Note: Week 4 treats whole files as single chunks for simplicity. Week 5 adds CDC (Content-Defined Chunking) via FastCDC for efficient delta sync (FR-8.2, FR-11.2).
Deliverables
| Task | Crate | Files | Done |
|---|---|---|---|
| CAS store implementation | musicfs-cas | lib.rs, store.rs |
[ ] |
| Chunk storage | musicfs-cas | chunks.rs |
[ ] |
| Cache eviction (LRU) | musicfs-cache | eviction.rs |
[ ] |
| FUSE read integration | musicfs-fuse | filesystem.rs |
[ ] |
| Integration tests | tests/integration | basic_mount.rs |
[ ] |
Task 1: CAS Store
1.1 Update musicfs-cas/Cargo.toml
[package]
name = "musicfs-cas"
version.workspace = true
edition.workspace = true
[dependencies]
musicfs-core = { path = "../musicfs-core" }
tokio.workspace = true
tracing.workspace = true
serde.workspace = true
sled = "0.34"
xxhash-rust = { version = "0.8", features = ["xxh64"] }
bytes = "1"
rmp-serde = "1" # msgpack per architecture 4.3.6
hex = "0.4"
dirs = "5" # For ~/.cache resolution
thiserror.workspace = true
1.2 Create musicfs-cas/src/lib.rs
mod store;
mod chunks;
pub use store::{CasStore, CasConfig, CasError, DedupStats};
pub use chunks::{ChunkHash, ChunkLocation, ChunkRef};
1.3 Create musicfs-cas/src/chunks.rs
use serde::{Deserialize, Serialize};
use std::path::PathBuf;
/// Chunk hash (xxHash64, 8 bytes) per architecture 8.3
#[derive(Debug, Clone, Copy, PartialEq, Eq, Hash, Serialize, Deserialize)]

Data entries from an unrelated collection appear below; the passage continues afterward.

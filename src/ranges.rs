use std::collections::BTreeSet;

use thiserror::Error;

#[derive(Debug, Error, Clone, PartialEq, Eq)]
pub enum RangeError {
    #[error("Empty page range expression")]
    EmptyExpression,
    #[error("Invalid page range: {0}")]
    InvalidRange(String),
    #[error("Malformed page token: {0}")]
    MalformedToken(String),
}

/// One comma-separated token of a range expression, page numbers 1-based.
#[derive(Debug, Clone, Copy, PartialEq, Eq)]
enum Token {
    /// "5": a single page
    Single(u32),
    /// "-4": from the first page through the given page
    FromStart(u32),
    /// "7-": from the given page through the end of the document
    ToEnd(u32),
    /// "2-6": a bounded inclusive interval, start <= end
    Bounded(u32, u32),
}

fn parse_page_number(s: &str, token: &str) -> Result<u32, RangeError> {
    let n: i64 = s
        .parse()
        .map_err(|_| RangeError::MalformedToken(token.to_string()))?;
    if n < 1 {
        return Err(RangeError::InvalidRange(token.to_string()));
    }
    u32::try_from(n).map_err(|_| RangeError::InvalidRange(token.to_string()))
}

fn parse_token(token: &str) -> Result<Token, RangeError> {
    // Split on the first '-' only, so "1-2-3" fails as a malformed right side
    match token.split_once('-') {
        Some(("", "")) => Err(RangeError::InvalidRange("-".to_string())),
        Some(("", end)) => Ok(Token::FromStart(parse_page_number(end, token)?)),
        Some((start, "")) => Ok(Token::ToEnd(parse_page_number(start, token)?)),
        Some((start, end)) => {
            let start = parse_page_number(start, token)?;
            let end = parse_page_number(end, token)?;
            if end < start {
                return Err(RangeError::InvalidRange(token.to_string()));
            }
            Ok(Token::Bounded(start, end))
        }
        None => Ok(Token::Single(parse_page_number(token, token)?)),
    }
}

/// Expand one token into the accumulating set of zero-based indices.
fn expand_token(
    token: &str,
    total_pages: Option<u32>,
    pages: &mut BTreeSet<u32>,
) -> Result<(), RangeError> {
    let (start, end) = match parse_token(token)? {
        Token::Single(page) => (page, page),
        Token::FromStart(end) => (1, end),
        // When the page count is unknown, an open-ended range collapses to
        // its own start page instead of failing. Callers that know the
        // document length must pass it for "to the end" to mean that.
        Token::ToEnd(start) => (start, total_pages.unwrap_or(start)),
        Token::Bounded(start, end) => (start, end),
    };
    for page in start..=end {
        pages.insert(page - 1);
    }
    Ok(())
}

fn strip_whitespace(expr: &str) -> String {
    expr.chars().filter(|c| !c.is_whitespace()).collect()
}

/// Parse a page range expression like "1-3,5,7-" into a sorted, deduplicated
/// list of zero-based page indices.
///
/// Tokens are comma-separated; pages in the expression are 1-based. Empty
/// tokens from doubled or trailing commas are skipped, and whitespace is
/// ignored anywhere ("1 - 3, 5" equals "1-3,5"). `total_pages` bounds
/// open-ended tokens like "7-"; ranges reaching past the end of a shorter
/// document are not an error here; callers filter and warn.
pub fn parse_ranges(expr: &str, total_pages: Option<u32>) -> Result<Vec<u32>, RangeError> {
    let expr = strip_whitespace(expr);
    if expr.is_empty() {
        return Err(RangeError::EmptyExpression);
    }

    let mut pages = BTreeSet::new();
    for token in expr.split(',').filter(|t| !t.is_empty()) {
        expand_token(token, total_pages, &mut pages)?;
    }
    Ok(pages.into_iter().collect())
}

/// Parse an expression into one index set per comma-separated token, keeping
/// the groups apart. `split` turns each group into its own output file, so
/// "1-3,10-12" must stay two groups rather than one merged set.
pub fn parse_groups(expr: &str, total_pages: Option<u32>) -> Result<Vec<Vec<u32>>, RangeError> {
    let expr = strip_whitespace(expr);
    if expr.is_empty() {
        return Err(RangeError::EmptyExpression);
    }

    let mut groups = Vec::new();
    for token in expr.split(',').filter(|t| !t.is_empty()) {
        let mut pages = BTreeSet::new();
        expand_token(token, total_pages, &mut pages)?;
        groups.push(pages.into_iter().collect());
    }
    Ok(groups)
}

#[cfg(test)]
mod tests {
    use super::*;

    #[test]
    fn test_single_page() {
        assert_eq!(parse_ranges("5", Some(10)).unwrap(), vec![4]);
    }

    #[test]
    fn test_bounded_range() {
        assert_eq!(parse_ranges("1-3", Some(10)).unwrap(), vec![0, 1, 2]);
    }

    #[test]
    fn test_mixed_expression_with_open_end() {
        assert_eq!(
            parse_ranges("1-3,5,7-", Some(10)).unwrap(),
            vec![0, 1, 2, 4, 6, 7, 8, 9]
        );
    }

    #[test]
    fn test_open_start() {
        assert_eq!(parse_ranges("-4", None).unwrap(), vec![0, 1, 2, 3]);
    }

    #[test]
    fn test_open_end_without_bound_collapses() {
        // Documented fallback: without a page count, "5-" means just page 5
        assert_eq!(parse_ranges("5-", None).unwrap(), vec![4]);
    }

    #[test]
    fn test_open_end_with_bound() {
        assert_eq!(parse_ranges("5-", Some(10)).unwrap(), vec![4, 5, 6, 7, 8, 9]);
    }

    #[test]
    fn test_open_end_past_document_is_empty() {
        assert_eq!(parse_ranges("7-", Some(5)).unwrap(), Vec::<u32>::new());
    }

    #[test]
    fn test_empty_expression() {
        assert_eq!(parse_ranges("", Some(10)), Err(RangeError::EmptyExpression));
        assert_eq!(
            parse_ranges("   ", Some(10)),
            Err(RangeError::EmptyExpression)
        );
    }

    #[test]
    fn test_bare_dash() {
        assert_eq!(
            parse_ranges("-", Some(10)),
            Err(RangeError::InvalidRange("-".to_string()))
        );
    }

    #[test]
    fn test_end_before_start() {
        assert_eq!(
            parse_ranges("3-1", Some(10)),
            Err(RangeError::InvalidRange("3-1".to_string()))
        );
    }

    #[test]
    fn test_page_zero_rejected() {
        assert!(matches!(
            parse_ranges("0", Some(10)),
            Err(RangeError::InvalidRange(_))
        ));
        assert!(matches!(
            parse_ranges("0-3", Some(10)),
            Err(RangeError::InvalidRange(_))
        ));
        assert!(matches!(
            parse_ranges("-0", Some(10)),
            Err(RangeError::InvalidRange(_))
        ));
    }

    #[test]
    fn test_negative_page_rejected() {
        // "3--5" splits into "3" and "-5"; the signed parse catches it
        assert!(matches!(
            parse_ranges("3--5", Some(10)),
            Err(RangeError::InvalidRange(_))
        ));
    }

    #[test]
    fn test_non_numeric_token() {
        assert_eq!(
            parse_ranges("abc", Some(10)),
            Err(RangeError::MalformedToken("abc".to_string()))
        );
        assert_eq!(
            parse_ranges("1-2-3", Some(10)),
            Err(RangeError::MalformedToken("1-2-3".to_string()))
        );
    }

    #[test]
    fn test_deduplication() {
        assert_eq!(parse_ranges("1,1,2-2", Some(10)).unwrap(), vec![0, 1]);
    }

    #[test]
    fn test_whitespace_ignored() {
        assert_eq!(
            parse_ranges(" 1 - 3 , 5 ", Some(10)).unwrap(),
            parse_ranges("1-3,5", Some(10)).unwrap()
        );
    }

    #[test]
    fn test_stray_commas_skipped() {
        assert_eq!(parse_ranges("1,,2,", Some(10)).unwrap(), vec![0, 1]);
    }

    #[test]
    fn test_groups_stay_separate() {
        assert_eq!(
            parse_groups("1-3,10-12", Some(15)).unwrap(),
            vec![vec![0, 1, 2], vec![9, 10, 11]]
        );
    }

    #[test]
    fn test_groups_single_token() {
        assert_eq!(parse_groups("4", Some(10)).unwrap(), vec![vec![3]]);
    }

    #[test]
    fn test_groups_empty_expression() {
        assert_eq!(parse_groups("", Some(10)), Err(RangeError::EmptyExpression));
    }

    #[test]
    fn test_groups_propagate_token_errors() {
        assert!(parse_groups("1-3,x", Some(10)).is_err());
    }
}

#[cfg(test)]
mod proptests {
    use super::*;
    use proptest::prelude::*;

    proptest! {
        /// Result is always sorted ascending
        #[test]
        fn result_is_sorted(expr in "[0-9]{0,2}([,-][0-9]{0,2}){0,6}", total in 1u32..100) {
            if let Ok(result) = parse_ranges(&expr, Some(total)) {
                let mut sorted = result.clone();
                sorted.sort_unstable();
                prop_assert_eq!(result, sorted);
            }
        }

        /// Result never contains duplicates
        #[test]
        fn no_duplicates(expr in "[0-9]{0,2}([,-][0-9]{0,2}){0,6}", total in 1u32..100) {
            if let Ok(result) = parse_ranges(&expr, Some(total)) {
                let unique: BTreeSet<_> = result.iter().copied().collect();
                prop_assert_eq!(result.len(), unique.len());
            }
        }

        /// Token order in the expression does not affect the result
        #[test]
        fn order_independent(a in 1u32..=20, b in 1u32..=20, c in 1u32..=20) {
            let forward = parse_ranges(&format!("{},{},{}", a, b, c), Some(20)).unwrap();
            let backward = parse_ranges(&format!("{},{},{}", c, b, a), Some(20)).unwrap();
            prop_assert_eq!(forward, backward);
        }

        /// Rendering a page list back into an expression and reparsing it
        /// reproduces the original zero-based set
        #[test]
        fn render_reparse_round_trip(pages in proptest::collection::btree_set(1u32..=50, 1..12)) {
            let expr = pages
                .iter()
                .map(|p| p.to_string())
                .collect::<Vec<_>>()
                .join(",");
            let expected: Vec<u32> = pages.iter().map(|p| p - 1).collect();
            prop_assert_eq!(parse_ranges(&expr, Some(50)).unwrap(), expected);
        }

        /// The whole-expression set equals the union of the per-group sets
        #[test]
        fn groups_union_matches(expr in "[0-9]{0,2}([,-][0-9]{0,2}){0,6}", total in 1u32..100) {
            if let (Ok(whole), Ok(groups)) = (
                parse_ranges(&expr, Some(total)),
                parse_groups(&expr, Some(total)),
            ) {
                let union: BTreeSet<u32> = groups.into_iter().flatten().collect();
                let union: Vec<u32> = union.into_iter().collect();
                prop_assert_eq!(whole, union);
            }
        }
    }
}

pub struct ChunkHash(pub [u8; 8]);
impl ChunkHash {
pub fn from_bytes(bytes: &[u8]) -> Self {
let hash = xxhash_rust::xxh64::xxh64(bytes, 0);
Self(hash.to_le_bytes())
}
pub fn as_hex(&self) -> String {
hex::encode(self.0)
}
pub fn from_hex(s: &str) -> Option<Self> {
let bytes = hex::decode(s).ok()?;
if bytes.len() != 8 {
return None;
}
let mut arr = [0u8; 8];
arr.copy_from_slice(&bytes);
Some(Self(arr))
}
}
impl std::fmt::Display for ChunkHash {
fn fmt(&self, f: &mut std::fmt::Formatter<'_>) -> std::fmt::Result {
write!(f, "{}", self.as_hex())
}
}
/// Location of a chunk in storage
#[derive(Debug, Clone, Serialize, Deserialize)]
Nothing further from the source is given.